LA CORTE SUPREMA DI CASSAZIONE
SEZIONE LAVORO
Composta dagli Ill.mi Sigg.ri Magistrati:
Dott. BRONZINI Giuseppe – Presidente –
Dott. NEGRI DELLA TORRE Paolo – Consigliere –
Dott. BALESTRIERI Federico – Consigliere –
Dott. ARIENZO Rosa – rel. Consigliere –
Dott. DE GREGORIO Federico – Consigliere –
ha pronunciato la seguente:
ORDINANZA
sul ricorso 14089/2018 proposto da:
BANCO DI NAPOLI S.P.A., in persona del legale rappresentante pro tempore elettivamente domiciliata in ROMA, CORSO VITTORIO EMANUELE II 326, presso lo studio dell’avvocato RENATO SCOGNAMIGLIO, che la rappresenta e difende unitamente agli avvocati CLAUDIO SCOGNAMIGLIO, LUCA CIRILLO;
– ricorrente –
contro
A.A., domiciliato ope legis presso la Cancelleria della Corte di Cassazione, rappresentato e difeso dall’Avvocato SALVATORE PONTICELLI;
– controricorrente –
avverso la sentenza n. 1478/2018 della CORTE D’APPELLO di NAPOLI, depositata il 02/03/2018 R.G.N. 1521/2017.
RILEVATO
che:
1. La Corte di appello di Napoli, con sentenza del 2.3.2018, rigettava il reclamo proposto dalla S.p.a.

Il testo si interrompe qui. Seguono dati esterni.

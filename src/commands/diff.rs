//! Diff command implementation.

use std::path::Path;

use crate::commands::compare;
use crate::error::Result;
use crate::logging::Logger;
use crate::mapping::IconMapping;

/// Executes the diff command.
///
/// Reports how many icons were added since the previous release. At `-v`
/// every added mapping is listed, grouped into new and linked icons.
pub fn diff(
    repo_dir: &Path,
    appfilter: &Path,
    previous_ref: Option<&str>,
    verbose: u8,
    quiet: bool,
) -> Result<()> {
    let log = Logger::new(verbose, quiet);
    let comparison = compare(repo_dir, appfilter, previous_ref, &log)?;
    let result = &comparison.result;

    log.info(format!("Changes since {}:", comparison.previous_ref));
    log.info(format!("  New icons: {}", result.new_count()));
    log.info(format!("  Linked icons: {}", result.linked_count()));

    if log.level() > 0 {
        print_mappings(&log, "New icons", &result.sorted_new_icons());
        print_mappings(&log, "Linked icons", &result.sorted_linked_icons());
    }

    Ok(())
}

fn print_mappings(log: &Logger, heading: &str, mappings: &[&IconMapping]) {
    if mappings.is_empty() {
        return;
    }

    log.info(format!("{heading}:"));
    for mapping in mappings {
        match mapping.name() {
            Some(name) => log.info(format!(
                "  {} <- {} ({name})",
                mapping.drawable(),
                mapping.component()
            )),
            None => log.info(format!("  {} <- {}", mapping.drawable(), mapping.component())),
        }
    }
}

Banco di Napoli avverso la sentenza del Tribunale di Santa Maria Capua Vetere, che, in sede di opposizione ai sensi della L. n. 92 del 2012, aveva confermato l’ordinanza di reintegra di A.A., emessa in relazione a licenziamento per giusta causa intimato al predetto il 12.4.2013;
2. di tale decisione ha domandato la cassazione il Banco di Napoli, affidando l’impugnazione a quattro motivi, cui ha resistito, con controricorso, l’ A.;
3. la società ricorrente ha depositato, in prossimità dell’adunanza, atto di rinuncia al ricorso per cassazione, che è stata notificata all’intimato.
CONSIDERATO
che:
1. la rinunzia al ricorso per cassazione non ha carattere cosiddetto accettizio, che richiede, cioè, l’accettazione della controparte per essere produttivo di effetti processuali (Cass. 23 dicembre 2005, n. 28675; Cass. 15 ottobre 2009, n. 21894; Cass. 5 maggio 2011, n. 9857; Cass. 26 febbraio 2015, n. 3971) ma carattere recettizio;
2. l’accettazione della controparte rileva unicamente quanto alla regolamentazione delle spese, stabilendo dell’art. 391 c.p.c., comma 2, che, in assenza di accettazione, la sentenza che dichiara l’estinzione può condannare la parte che vi ha dato causa alle spese;
3. dell’art. 391 c.p.c., comma 4, prevede che, in caso di rinuncia, non è pronunciata condanna alle spese “se alla rinuncia hanno aderito le altre parti personalmente, o i loro avvocati autorizzati con mandato speciale”;
4. nel caso in esame, non essendo intervenuta accettazione da parte dell’ A. in persona del suo difensore debitamente autorizzato, va dichiarata l’estinzione del processo, con regolamentazione delle spese in conformità a quanto previsto nel verbale di conciliazione in data 11.12.2018 richiamato nell’atto di rinunzia (è ivi convenuto, al punto 2, che “le spese relative al giudizio oggetto di rinuncia si intendono compensate tra le parti”);
5. il tenore della pronunzia, che è di estinzione e non di rigetto o di inammissibilità od improponibilità, esclude l’applicabilità del D.P.R. 30 maggio 2002, n. 115, art. 13 comma 1 quater, inserito dalla L. 24 dicembre 2012, n. 228, art. 1, comma 17, prevedente l’obbligo, per il ricorrente non vittorioso, di versare una somma pari al contributo unificato già versato all’atto della proposizione dell’impugnazione, trattandosi di norma lato sensu sanzionatoria e comunque eccezionale ed in quanto tale di stretta interpretazione (cfr. Cass. 30 settembre 2015, n. 19560).
P.Q.M.
La Corte dichiara l’estinzione del processo e compensa tra le parti le spese di lite.
Così deciso in Roma, il 18 giugno 2019.